Me encanta mirar animales. Observalos, saber de ellos, ¿cómo viven? ¿qué comen? ¿cuáles son sus hábitos? ¿Cómo sobreviven? ¿Cómo son sus ritmos vitales? Me fascina la capacidad de adaptación del reino animal. Puedo pasarme horas viendo documentales de animales de La 2, o más recientemente de National Geographic, aunque con ellos de fondo me haya dado las mejores siestas de mi vida.
Siempre me han atraido los animales. Desde chiquetito. Me hubiera encantado ganarme la vida alrededor de animales, aunque siempre lo vi como una profesión con poco futuro, y con difícil acceso a las oportunidades laborales. ¡Qué poca visión he tenido para estas cosas! Igual me faltó, o vocación, o todo al mismo tiempo. El caso es que amo el reino animal, en general. Envidio a los fotógrafos que viajan por el mundo desde selvas tropicales a oasis en desiertos remotos, visitar Madagascar o el Polo Norte. Lo envidio.
Poder ver al elefante africano en libertad, contemplar la migración del cangrejo rojo, ver una cría de lince ibérico, o a una ballena jorobada expulsar aire en el océano. Vivimos rodeados de maravillas pero somos una especie tan malvada, que casi ningún animal puede soportar vivir a nuestro alrededor. O bien nos los comemos hasta la extinción, o bien los matamos por su piel, o por sus colmillos, o porque se come nuestros alimentos, aunque la mayoría de las veces es algo tan banal como que los expulsamos de sus hogares.

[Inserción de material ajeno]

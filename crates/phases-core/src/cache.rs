use std::collections::BTreeSet;

use crate::{EntityId, SequencerStatus, StatusData};

/// Local mirror of the controller's last snapshot.
///
/// Records are replaced wholesale on every snapshot; nothing is merged.
#[derive(Debug, Default, Clone, PartialEq)]
pub struct EntityCache {
    master: Option<SequencerStatus>,
    sequencers: Vec<SequencerStatus>,
    snapshots_applied: u64,
}

impl EntityCache {
    pub fn new() -> Self {
        Self::default()
    }

    /// Replaces every record and returns the entities whose playhead or loop
    /// point moved. A first sighting counts as moved.
    pub fn apply_status_snapshot(&mut self, snapshot: &StatusData) -> BTreeSet<EntityId> {
        let mut changed = BTreeSet::new();

        let master = &snapshot.master_sequencer_status;
        if position_changed(self.master.as_ref(), master) {
            changed.insert(EntityId::Master);
        }
        self.master = Some(master.clone());

        let previous = std::mem::take(&mut self.sequencers);
        for status in &snapshot.sequencer_statuses {
            let prior = previous.iter().find(|entry| entry.id == status.id);
            if position_changed(prior, status) {
                changed.insert(EntityId::Sequencer(status.id.clone()));
            }
            self.sequencers.push(status.clone());
        }

        self.snapshots_applied += 1;
        changed
    }

    pub fn get(&self, id: &EntityId) -> Option<&SequencerStatus> {
        match id {
            EntityId::Master => self.master.as_ref(),
            EntityId::Sequencer(id) => self.sequencer(id),
        }
    }

    pub fn sequencer(&self, id: &str) -> Option<&SequencerStatus> {
        self.sequencers.iter().find(|entry| entry.id == id)
    }

    pub fn master(&self) -> Option<&SequencerStatus> {
        self.master.as_ref()
    }

    pub fn sequencers(&self) -> &[SequencerStatus] {
        &self.sequencers
    }

    pub fn sequencer_ids(&self) -> Vec<String> {
        self.sequencers.iter().map(|entry| entry.id.clone()).collect()
    }

    pub fn snapshots_applied(&self) -> u64 {
        self.snapshots_applied
    }

    pub fn is_empty(&self) -> bool {
        self.master.is_none() && self.sequencers.is_empty()
    }

    pub fn clear(&mut self) {
        *self = Self::default();
    }
}

fn position_changed(prior: Option<&SequencerStatus>, next: &SequencerStatus) -> bool {
    prior.map_or(true, |prior| {
        prior.index != next.index || prior.loop_point != next.loop_point
    })
}
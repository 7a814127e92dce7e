use std::{env, time::Duration};

use anyhow::{bail, Context};
use clap::Parser;
use url::Url;

pub const DEFAULT_HOST: &str = "localhost";
pub const DEFAULT_PORT: u16 = 8888;
pub const DEFAULT_POLL_INTERVAL_MS: u64 = 50;
pub const SOCKET_PATH: &str = "/websocket";

#[derive(Parser, Debug, Default)]
#[command(
    name = "phases-remote",
    about = "Remote control console for a Phases sequencer controller"
)]
pub struct Args {
    #[arg(long, default_value = "")]
    pub host: String,
    #[arg(long, default_value = "")]
    pub port: String,
    /// Full socket url; overrides host and port.
    #[arg(long, default_value = "")]
    pub url: String,
    #[arg(long, default_value = "")]
    pub poll_interval_ms: String,
    #[arg(long, default_value = "")]
    pub log_dir: String,
}

#[derive(Clone, Debug)]
pub struct RuntimeConfig {
    pub url: Url,
    pub poll_interval: Duration,
    pub log_dir: String,
    pub log_stderr: bool,
}

pub fn load_config(args: &Args) -> anyhow::Result<RuntimeConfig> {
    Ok(RuntimeConfig {
        url: resolve_url(&args.url, &args.host, &args.port)?,
        poll_interval: resolve_poll_interval(&args.poll_interval_ms)?,
        log_dir: resolve_log_dir(&args.log_dir),
        log_stderr: resolve_log_stderr(),
    })
}

fn resolve_url(flag_url: &str, flag_host: &str, flag_port: &str) -> anyhow::Result<Url> {
    if let Some(value) = flag_or_env(flag_url, "PHASES_URL") {
        let url = Url::parse(&value).with_context(|| format!("invalid controller url: {value}"))?;
        if !matches!(url.scheme(), "ws" | "wss") {
            bail!("controller url must use ws or wss: {value}");
        }
        return Ok(url);
    }
    let host = flag_or_env(flag_host, "PHASES_HOST").unwrap_or_else(|| DEFAULT_HOST.to_string());
    let port = match flag_or_env(flag_port, "PHASES_PORT") {
        Some(value) => value
            .trim()
            .parse::<u16>()
            .with_context(|| format!("invalid controller port: {value}"))?,
        None => DEFAULT_PORT,
    };
    socket_url(&host, port)
}

/// `ws://{host}:{port}/websocket`, the controller's only socket route.
pub fn socket_url(host: &str, port: u16) -> anyhow::Result<Url> {
    let raw = format!("ws://{}:{port}{SOCKET_PATH}", host.trim());
    Url::parse(&raw).with_context(|| format!("invalid controller address: {raw}"))
}

fn resolve_poll_interval(flag: &str) -> anyhow::Result<Duration> {
    let millis = match flag_or_env(flag, "PHASES_POLL_INTERVAL_MS") {
        Some(value) => value
            .trim()
            .parse::<u64>()
            .with_context(|| format!("invalid poll interval: {value}"))?,
        None => DEFAULT_POLL_INTERVAL_MS,
    };
    Ok(Duration::from_millis(millis.max(1)))
}

fn resolve_log_dir(flag: &str) -> String {
    flag_or_env(flag, "PHASES_LOG_DIR").unwrap_or_default()
}

fn resolve_log_stderr() -> bool {
    if let Ok(value) = env::var("PHASES_LOG_STDERR") {
        if let Some(parsed) = parse_bool_env(&value) {
            return parsed;
        }
    }
    true
}

fn flag_or_env(flag: &str, key: &str) -> Option<String> {
    if !flag.trim().is_empty() {
        return Some(flag.to_string());
    }
    if let Ok(value) = env::var(key) {
        if !value.trim().is_empty() {
            return Some(value);
        }
    }
    None
}

pub(crate) fn parse_bool_env(value: &str) -> Option<bool> {
    match value.trim() {
        "1" | "true" | "TRUE" | "yes" | "YES" | "on" | "ON" => Some(true),
        "0" | "false" | "FALSE" | "no" | "NO" | "off" | "OFF" => Some(false),
        _ => None,
    }
}
use futures_util::{SinkExt, StreamExt};
use phases_core::protocol::{encode, Outbound};
use tokio::sync::mpsc;
use tokio_tungstenite::{connect_async, tungstenite::Message};
use tracing::{debug, info, warn};
use url::Url;

use crate::session::{Intent, Session};

enum Exit {
    Closed,
    Quit,
}

/// Drives the socket for `session` until the operator quits.
///
/// Connects once on start. After the controller goes away the loop waits for
/// an explicit `Connect` intent; there is no automatic retry.
pub async fn run(
    url: &Url,
    session: &mut Session,
    outbound_rx: &mut mpsc::Receiver<Outbound>,
    intents: &mut mpsc::Receiver<Intent>,
) {
    let mut connect_requested = true;
    loop {
        if connect_requested && session.begin_connect().is_some() {
            if let Exit::Quit = connect_once(url, session, outbound_rx, intents).await {
                return;
            }
        }
        connect_requested = false;

        match intents.recv().await {
            Some(Intent::Connect) => connect_requested = true,
            Some(Intent::Show) => session.show(),
            Some(Intent::Quit) | None => return,
            Some(intent) => session.submit(intent),
        }
    }
}

async fn connect_once(
    url: &Url,
    session: &mut Session,
    outbound_rx: &mut mpsc::Receiver<Outbound>,
    intents: &mut mpsc::Receiver<Intent>,
) -> Exit {
    let (mut ws, _) = match connect_async(url.as_str()).await {
        Ok(value) => value,
        Err(err) => {
            warn!("controller_connect_error: {err}");
            session.on_close();
            return Exit::Closed;
        }
    };

    // Anything queued against a previous socket is stale.
    while outbound_rx.try_recv().is_ok() {}
    session.on_open();

    let exit = loop {
        tokio::select! {
            msg = ws.next() => {
                match msg {
                    Some(Ok(Message::Text(text))) => session.handle_text(&text),
                    Some(Ok(Message::Close(frame))) => {
                        info!(event = "controller_closed", frame = ?frame);
                        break Exit::Closed;
                    }
                    Some(Ok(_)) => {}
                    Some(Err(err)) => {
                        warn!("controller_socket_error: {err}");
                        break Exit::Closed;
                    }
                    None => break Exit::Closed,
                }
            }
            Some(out) = outbound_rx.recv() => {
                let text = match encode(&out) {
                    Ok(text) => text,
                    Err(err) => {
                        warn!(event = "outbound_encode_error", kind = out.kind(), error = %err);
                        continue;
                    }
                };
                if ws.send(Message::Text(text)).await.is_err() {
                    break Exit::Closed;
                }
            }
            intent = intents.recv() => {
                match intent {
                    Some(Intent::Quit) | None => break Exit::Quit,
                    Some(Intent::Connect) => {
                        debug!(event = "connect_ignored", state = %session.state());
                    }
                    Some(Intent::Show) => session.show(),
                    Some(intent) => session.submit(intent),
                }
            }
        }
    };
    let _ = ws.close(None).await;
    session.on_close();
    exit
}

Mi mujer que me conoce bien y sabe que no podemos permitirnos económicamente cruzar medio planeta para un día de gloria, me encargó para Papá Nöel un pase anual del Biopark de Fuengirola, que aunque sabemos que no es lo mismo, es un zoo pero que intenta respetar dentro de lo posible el hábitat natural de los animales, al menos algo más cercano que verlos en una pantalla es. Y con la ventaja de estar a quince minutos a pie desde casa. A mí me hizo mucha ilusión y sin perder tiempo el primer día del año fui a ver cómo andaban de resaca alguno de los animales.Pude contemplar en vivo por primera vez un ajolote, o axolote, del que siento cierta atracción desde que leí el cuento de Axolotl de Julio Cortázar en su libro Final del juego. Es curioso comprobar que tenía sus cuatro dedos en sus patas delanteras y, sin embargo, sus cinco en sus patas traseras. Que no tiene párpados, y que sus branquias son externas y plumosas, y lo más sorprendente de ellos es que tienen una gran capacidad de regeneración. Tanto es así que si por alguna razón un ajolote pierde parte de su corazón, en semanas lo puede regenerar. Lo mismo le pasa con una pata o un ojo. ¡Es un animal único!